:: TASK ::
Restate word for word the lines of the entries below, starting with the line that holds "if std::fs::metadata(path)?.len() >" and ending with the line that holds "const DEFAULT_PRESENTATION: &str", and no others.

:: INFORMATION GIVEN ::
• • • •

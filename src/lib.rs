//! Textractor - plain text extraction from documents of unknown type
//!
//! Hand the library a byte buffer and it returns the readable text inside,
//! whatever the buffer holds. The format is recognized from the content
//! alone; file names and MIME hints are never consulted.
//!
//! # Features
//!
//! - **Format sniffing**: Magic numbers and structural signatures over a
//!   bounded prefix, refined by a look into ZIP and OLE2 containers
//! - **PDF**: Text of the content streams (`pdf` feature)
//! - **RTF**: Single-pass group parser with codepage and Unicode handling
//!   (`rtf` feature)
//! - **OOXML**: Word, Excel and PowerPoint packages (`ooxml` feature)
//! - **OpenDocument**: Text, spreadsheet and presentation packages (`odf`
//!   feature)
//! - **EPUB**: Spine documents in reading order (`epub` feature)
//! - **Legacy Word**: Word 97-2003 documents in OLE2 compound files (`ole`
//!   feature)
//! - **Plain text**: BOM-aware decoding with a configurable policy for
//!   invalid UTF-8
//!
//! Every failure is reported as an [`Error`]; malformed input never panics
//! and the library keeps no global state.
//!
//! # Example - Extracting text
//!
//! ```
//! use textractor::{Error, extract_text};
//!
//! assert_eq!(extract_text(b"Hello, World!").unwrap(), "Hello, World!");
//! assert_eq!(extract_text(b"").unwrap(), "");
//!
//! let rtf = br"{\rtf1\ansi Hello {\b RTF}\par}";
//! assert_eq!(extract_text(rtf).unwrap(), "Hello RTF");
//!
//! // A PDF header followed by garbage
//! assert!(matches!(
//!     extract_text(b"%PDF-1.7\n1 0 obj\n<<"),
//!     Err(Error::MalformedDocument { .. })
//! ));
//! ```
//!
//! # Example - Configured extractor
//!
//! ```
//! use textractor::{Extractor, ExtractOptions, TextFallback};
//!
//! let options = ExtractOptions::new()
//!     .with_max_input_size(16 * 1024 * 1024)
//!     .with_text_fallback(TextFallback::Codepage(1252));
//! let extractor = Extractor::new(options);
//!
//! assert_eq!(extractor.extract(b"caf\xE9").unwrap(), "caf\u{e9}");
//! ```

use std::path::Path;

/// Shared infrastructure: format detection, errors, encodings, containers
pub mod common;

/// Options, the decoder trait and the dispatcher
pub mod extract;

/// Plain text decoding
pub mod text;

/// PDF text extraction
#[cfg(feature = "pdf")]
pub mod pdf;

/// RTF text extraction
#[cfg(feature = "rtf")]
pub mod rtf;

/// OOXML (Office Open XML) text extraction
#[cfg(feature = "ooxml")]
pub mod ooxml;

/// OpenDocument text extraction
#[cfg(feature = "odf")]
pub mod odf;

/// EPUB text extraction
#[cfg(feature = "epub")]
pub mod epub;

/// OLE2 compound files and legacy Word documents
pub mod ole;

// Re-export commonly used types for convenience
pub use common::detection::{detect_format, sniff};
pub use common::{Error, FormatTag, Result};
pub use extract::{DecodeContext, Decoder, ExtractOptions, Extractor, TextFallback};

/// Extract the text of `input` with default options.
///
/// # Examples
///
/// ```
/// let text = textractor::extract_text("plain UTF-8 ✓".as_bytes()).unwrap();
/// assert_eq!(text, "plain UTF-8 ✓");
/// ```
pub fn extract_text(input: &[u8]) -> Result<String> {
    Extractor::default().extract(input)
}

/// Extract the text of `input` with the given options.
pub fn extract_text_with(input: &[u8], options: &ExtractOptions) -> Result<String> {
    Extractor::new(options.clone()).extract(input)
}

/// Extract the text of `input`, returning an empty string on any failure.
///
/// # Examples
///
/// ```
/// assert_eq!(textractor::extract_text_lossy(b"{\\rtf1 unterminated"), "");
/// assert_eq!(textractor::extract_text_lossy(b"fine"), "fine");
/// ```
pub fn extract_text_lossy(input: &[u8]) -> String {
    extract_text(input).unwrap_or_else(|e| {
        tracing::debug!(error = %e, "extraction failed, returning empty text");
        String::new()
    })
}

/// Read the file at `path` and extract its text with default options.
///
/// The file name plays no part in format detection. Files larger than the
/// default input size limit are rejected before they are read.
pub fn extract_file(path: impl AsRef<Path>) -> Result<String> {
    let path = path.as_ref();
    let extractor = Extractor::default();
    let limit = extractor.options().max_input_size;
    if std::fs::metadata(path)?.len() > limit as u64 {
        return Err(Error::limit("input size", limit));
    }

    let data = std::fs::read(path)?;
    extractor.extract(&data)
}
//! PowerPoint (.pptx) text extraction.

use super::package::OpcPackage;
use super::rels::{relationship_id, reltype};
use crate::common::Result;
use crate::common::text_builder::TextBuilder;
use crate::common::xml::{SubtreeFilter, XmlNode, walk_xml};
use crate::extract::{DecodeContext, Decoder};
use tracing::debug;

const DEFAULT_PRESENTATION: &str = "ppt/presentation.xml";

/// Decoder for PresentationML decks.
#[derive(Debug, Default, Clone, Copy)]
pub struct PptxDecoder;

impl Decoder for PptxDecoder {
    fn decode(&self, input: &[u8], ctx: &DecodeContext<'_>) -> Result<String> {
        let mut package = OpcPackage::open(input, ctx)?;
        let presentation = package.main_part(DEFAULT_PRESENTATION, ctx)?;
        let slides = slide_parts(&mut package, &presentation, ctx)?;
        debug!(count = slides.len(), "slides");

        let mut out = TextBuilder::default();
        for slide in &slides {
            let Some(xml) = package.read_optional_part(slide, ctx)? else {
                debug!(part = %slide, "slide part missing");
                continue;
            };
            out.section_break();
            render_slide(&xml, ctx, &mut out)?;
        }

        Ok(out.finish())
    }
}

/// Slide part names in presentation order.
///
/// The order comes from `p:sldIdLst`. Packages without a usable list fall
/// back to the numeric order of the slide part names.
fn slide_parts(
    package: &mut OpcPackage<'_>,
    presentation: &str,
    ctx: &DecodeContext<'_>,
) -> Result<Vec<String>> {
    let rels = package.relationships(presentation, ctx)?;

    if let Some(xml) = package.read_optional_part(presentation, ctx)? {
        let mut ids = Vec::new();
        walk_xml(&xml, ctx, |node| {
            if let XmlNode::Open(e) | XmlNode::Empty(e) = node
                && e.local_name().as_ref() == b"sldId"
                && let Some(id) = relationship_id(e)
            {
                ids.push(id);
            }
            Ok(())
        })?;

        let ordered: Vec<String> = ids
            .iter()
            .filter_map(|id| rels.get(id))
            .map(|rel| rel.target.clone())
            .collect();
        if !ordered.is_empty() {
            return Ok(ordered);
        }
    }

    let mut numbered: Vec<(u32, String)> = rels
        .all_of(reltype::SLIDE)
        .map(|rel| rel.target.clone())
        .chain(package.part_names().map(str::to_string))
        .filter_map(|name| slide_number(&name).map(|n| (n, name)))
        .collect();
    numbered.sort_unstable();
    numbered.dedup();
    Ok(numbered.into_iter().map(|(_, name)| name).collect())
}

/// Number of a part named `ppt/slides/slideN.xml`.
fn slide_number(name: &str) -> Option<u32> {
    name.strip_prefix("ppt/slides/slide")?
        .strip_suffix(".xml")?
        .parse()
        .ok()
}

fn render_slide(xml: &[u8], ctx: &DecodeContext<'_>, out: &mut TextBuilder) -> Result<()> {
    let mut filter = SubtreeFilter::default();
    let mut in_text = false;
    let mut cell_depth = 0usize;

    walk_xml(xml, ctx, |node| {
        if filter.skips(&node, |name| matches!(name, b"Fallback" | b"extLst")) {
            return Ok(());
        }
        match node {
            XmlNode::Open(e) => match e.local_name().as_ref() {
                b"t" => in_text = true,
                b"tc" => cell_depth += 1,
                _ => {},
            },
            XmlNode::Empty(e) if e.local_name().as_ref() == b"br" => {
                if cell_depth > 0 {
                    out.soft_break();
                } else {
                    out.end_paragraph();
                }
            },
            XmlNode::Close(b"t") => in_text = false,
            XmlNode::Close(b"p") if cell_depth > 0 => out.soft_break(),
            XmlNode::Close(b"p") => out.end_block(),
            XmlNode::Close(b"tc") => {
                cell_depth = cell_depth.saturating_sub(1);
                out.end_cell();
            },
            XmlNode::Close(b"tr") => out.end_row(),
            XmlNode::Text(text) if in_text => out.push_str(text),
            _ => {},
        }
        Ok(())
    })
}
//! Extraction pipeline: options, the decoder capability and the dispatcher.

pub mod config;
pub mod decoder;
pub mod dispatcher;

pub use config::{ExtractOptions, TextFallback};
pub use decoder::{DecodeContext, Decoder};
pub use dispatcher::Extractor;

• • • •

:: SOLVED PROBLEM ::
    if std::fs::metadata(path)?.len() > limit as u64 {
        return Err(Error::limit("input size", limit));
    }

    let data = std::fs::read(path)?;
    extractor.extract(&data)
}
//! PowerPoint (.pptx) text extraction.

use super::package::OpcPackage;
use super::rels::{relationship_id, reltype};
use crate::common::Result;
use crate::common::text_builder::TextBuilder;
use crate::common::xml::{SubtreeFilter, XmlNode, walk_xml};
use crate::extract::{DecodeContext, Decoder};
use tracing::debug;

const DEFAULT_PRESENTATION: &str = "ppt/presentation.xml";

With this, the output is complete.